Exercises, of all sorts

By Lauren C. Turner ’04

Illustration by Andrea Arroyo

Look at Provost Gutmann. She’s dancing,” whispered Amy Saltzman ’05 at the end of this year’s Opening Exercises. The Chapel Choir was singing a bongo-infused rendition of Sanctus, and the energy was hard to ignore. Although the ceremony was an interfaith service that marked the beginning of the school year, the opening and closing fanfare were celebratory enough to be a P-rade.

A band, wearing Hawaiian shirts and, whose members banged bass drums, snares, or bongos, or played trumpet, sax, or the accordion, led university officials and the choir up the Chapel’s central aisle. Brightly colored, cylindrical kites dipped and dived over the heads of the crowd, looking like open-mouthed fish, with streamers waving.

This fanfare wasn’t meant merely to dazzle. It was a preview of the emphasis on internationalism that followed. President Tilghman greeted the class, making note of how many new international students there were — the freshmen class comes from 40 countries, and 38 percent of new grad students were born outside the U.S. She challenged the university community to think, act, and serve globally as citizens of the world and not, as she called it, “the Princeton bubble.” Students offered prayers and read passages in Hebrew, Arabic, and English. When Dean of the College Nancy Malkiel recognized the five 2003 undergraduate prizewinners, she pointed out that four of them were either international students or first-generation Americans.

In early September, before classes started, and near a very wet log on New Jersey’s Appalachian Trail, Near Eastern studies professor Michael Cook played Big Booty. The Outdoor Action group that Cook visited for the day needed a warm-up game to prepare for the second half of its eight-mile hike. “Big Booty, oh yeah, uh-huh, oh yeah. Big Booty number three,” leader Tessa Marmion ’05 chanted. “Big Booty number three, number eight,” shot back another student who had been designated number three. Number eight caught the rhythm, continuing the pattern. Students called out numbers like hot potatoes until someone messed up. “Big Booty is a combination of mental alertness and sense of rhythm. And I’m pretty bad at both of those,” said Cook.

Although it was once common for faculty members to participate in the prefrosh trips, professors have not participated for many years. Hoping to integrate the different communities of the university as O.A. once did, Director Rick Curtis invited Cook and others faculty to rekindle the old spirit.

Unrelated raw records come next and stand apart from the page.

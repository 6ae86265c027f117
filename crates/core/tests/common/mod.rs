#![allow(dead_code)]

use xtemplate_core::{DEFAULT_NAMESPACE, TemplateError, TemplateProcessor};

pub type TestResult = Result<(), Box<dyn std::error::Error>>;

pub fn init_logging() {
    let _ = env_logger::builder().is_test(true).try_init();
}

/// Wraps `body` in an `<xt:template>` root that declares the `xt` prefix.
pub fn template(body: &str) -> String {
    format!(
        r#"<xt:template xmlns:xt="{}">{}</xt:template>"#,
        DEFAULT_NAMESPACE, body
    )
}

pub fn processor(body: &str) -> Result<TemplateProcessor, TemplateError> {
    init_logging();
    TemplateProcessor::parse(&template(body))
}

pub fn render(body: &str) -> Result<String, TemplateError> {
    processor(body)?.render_to_string()
}

pub fn render_error(body: &str) -> TemplateError {
    match render(body) {
        Ok(output) => panic!("expected an error, got output {:?}", output),
        Err(e) => e,
    }
}
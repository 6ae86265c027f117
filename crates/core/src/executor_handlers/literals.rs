//! Literal (non-directive) element output.

use crate::error::TemplateError;
use crate::executor::TemplateExecutor;
use xtemplate_dom::{Attribute, Element, NodeRef};
use xtemplate_expr::substitute;
use xtemplate_writer::{ElementName, OutputAttribute, OutputSink};

pub(crate) fn output_name(element: &Element) -> ElementName {
    ElementName::new(
        element.namespace.as_deref(),
        &element.local_name,
        &element.tag_name,
    )
}

pub(crate) fn output_attribute(attr: &Attribute, value: String) -> OutputAttribute {
    OutputAttribute {
        namespace: attr.namespace.clone(),
        local_name: attr.local_name.clone(),
        qualified_name: attr.name.clone(),
        value,
    }
}

impl TemplateExecutor {
    /// Emits the element with substituted attributes and processes its contents
    /// in the current scope. Reserved-namespace attributes, declarations of the
    /// reserved namespace and attributes that substitute to nothing are dropped.
    pub(crate) fn handle_literal_element(
        &mut self,
        element: &NodeRef,
        sink: &mut dyn OutputSink,
    ) -> Result<(), TemplateError> {
        let Some(e) = element.as_element() else {
            return Ok(());
        };
        let mut attributes = Vec::with_capacity(e.attributes.len());
        for attr in &e.attributes {
            if self.is_reserved(attr) {
                continue;
            }
            let value = substitute(&attr.value, &self.scopes).map_err(|err| {
                TemplateError::expression(
                    element,
                    &format!("Error in expression substitution - {}", attr.value),
                    err,
                )
                .with_attribute(attr.name.as_str())
            })?;
            if !value.is_empty() {
                attributes.push(output_attribute(attr, value.into_owned()));
            }
        }
        let name = output_name(e);
        sink.start_element(&name, &attributes)?;
        self.process_contents(element, false, sink)?;
        sink.end_element(&name)?;
        Ok(())
    }

    pub(crate) fn is_reserved(&self, attr: &Attribute) -> bool {
        if attr.is_namespace_declaration() {
            attr.value == self.namespace
        } else {
            attr.namespace.as_deref() == Some(self.namespace.as_str())
        }
    }
}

Despite a constant rain, Cook stayed fairly dry. He wore bright yellow rain pants, a bright yellow slicker, and a bright yellow rain hat. The students wore less yellow, stayed less dry, and ate food off the ground. Cook didn’t eat food off the ground, but he also didn’t drop any.

At the lunch site Cook and the students ate broken tam-tam crackers, thickly sliced cheese, and a trail mix that included, says Cook, “bits of hard banana that took a lot of chewing.” A Mellon Foundation Award winner, Cook is known as one of America’s top Islamacists, but the students were more interested in his office hours and the difference between language in North and South India. “There was something very open and willing in them,” Cook said of the inquisitive freshmen. They felt the same about him.

Wearing pink martini-glass flip-flops, Ashley Collins ’04 climbed the stone ledge of her first-floor Patton dorm room. “Can’t we just push in the window?” she asked. Collins and her suitemate, Lindsey Smith ’04, were locked out. For them, calling Public Safety to open the door was a noncreative last resort. With a few aggressive pushes, Collins knocked open the window and with the grace of a seasoned criminal slid through.

If Public Safety officer Duncan Harrison had seen Collins he would have pulled her out of the window midslide. He’s done it before, and he’d do it again. During the first weeks of school, Public Safety opens more doors than any other time of the year — move-in makes lock-outs inevitable — but the demand for open doors never ends.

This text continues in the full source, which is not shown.